Une vision de cauchemar pour l’Allemagne. Car au-delà de BASF, ce sont des pans entiers de l’industrie qui seraient menacés. En cas d’arrêt complet des livraisons de gaz russe, le PIB chuterait de 12,7%, 5,5 millions de salariés se retrouveraient sur le carreau, selon une étude que vient de publier l’institut Prognos.

Thomas Mayer, l’ancien chef économiste de la banque vient même de critiquer l’action de la BCE : « Depuis près de 10 ans, la BCE mutualise les dettes publiques à son bilan, et cela semble n’avoir aucune conséquence. Mais maintenant, nous pouvons tous en voir les effets avec la hausse de l’inflation et la baisse de l’euro. La BCE ne peut plus le dissimuler. Ce que le peuple allemand craignait depuis longtemps est en train de se produire : l’union monétaire dégénère en une communauté de la dette. »
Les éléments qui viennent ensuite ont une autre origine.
//! # herdbell-store
//!
//! Authoritative in-memory state for HerdBell: the notification lifecycle
//! store with its per-user locks and open-record index, the per-user
//! category-setting overrides, the hand-offs parked for quiet hours, and
//! JSON checkpoints of all three.

pub mod checkpoint;
pub mod repositories;

pub use checkpoint::{Checkpoint, CheckpointFile};
pub use repositories::{
    NotificationRepository, PendingDeliveries, PendingDelivery, ReconcileOutcome,
    SettingsRepository,
};
//! Lifecycle store configuration.

use serde::{Deserialize, Serialize};

/// Lifecycle store settings.
#[derive(Debug, Clone, Serialize, Deserialize)]
pub struct StoreConfig {
    /// JSON checkpoint file. When unset the store is purely in-memory.
    #[serde(default)]
    pub checkpoint_path: Option<String>,
    /// Default history window (days) used when a caller does not pass one.
    #[serde(default = "default_history_days")]
    pub history_default_days: i64,
}

impl Default for StoreConfig {
    fn default() -> Self {
        Self {
            checkpoint_path: None,
            history_default_days: default_history_days(),
        }
    }
}

fn default_history_days() -> i64 {
    30
}
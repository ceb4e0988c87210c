//! Effective settings: role defaults overlaid with stored overrides.

use std::collections::BTreeMap;
use std::sync::Arc;

use herdbell_core::types::UserId;
use herdbell_entity::notification::{CategorySetting, NotificationCategory};
use herdbell_entity::user::UserRole;
use herdbell_store::SettingsRepository;

use super::defaults::role_defaults;

/// Overlay `overrides` onto the defaults of `role`.
///
/// An override replaces the whole setting of its category.
pub fn resolve(
    role: UserRole,
    overrides: BTreeMap<NotificationCategory, CategorySetting>,
) -> BTreeMap<NotificationCategory, CategorySetting> {
    let mut effective = role_defaults(role);
    effective.extend(overrides);
    effective
}

/// Resolves effective settings from the override store.
#[derive(Debug, Clone)]
pub struct SettingsResolver {
    repo: Arc<SettingsRepository>,
}

impl SettingsResolver {
    /// Creates a resolver over `repo`.
    pub fn new(repo: Arc<SettingsRepository>) -> Self {
        Self { repo }
    }

    /// Effective settings of every category for `user_id`.
    pub fn effective(
        &self,
        user_id: UserId,
        role: UserRole,
    ) -> BTreeMap<NotificationCategory, CategorySetting> {
        resolve(role, self.repo.find_by_user(user_id))
    }

    /// Effective setting of one category for `user_id`.
    pub fn effective_for(
        &self,
        user_id: UserId,
        role: UserRole,
        category: NotificationCategory,
    ) -> CategorySetting {
        self.repo
            .find_by_user(user_id)
            .remove(&category)
            .or_else(|| role_defaults(role).remove(&category))
            .unwrap_or_else(|| CategorySetting::new(category, false, []))
    }
}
L’Allemagne va être confrontée à un choix cornélien : continuer la mutualisation des dettes et sauver l’euro ou préserver son économie et l’épargne de ses retraités. L’avenir de l’euro est entre les mains de l’Allemagne, dans un contexte de fragmentation de la zone euro. 

TARGET2 (TransEuropean Automated Real-time Gross settlement Express Transfer system) permet le règlement de transactions financières entre banques commerciales situées dans des pays différents de la zone euro via un système de compensation entre les banques centrales nationales (BCN) et la Banque centrale européenne (BCE). 

L’ensemble de ces transactions s’accumulent en termes nets sous la forme de soldes qui figurent à l’actif ou au passif de chaque BCN. Les soldes TARGET2 sont donc le reflet comptable des relations économiques et financières transfrontières impliquées par la liberté de circulation des capitaux en zone euro.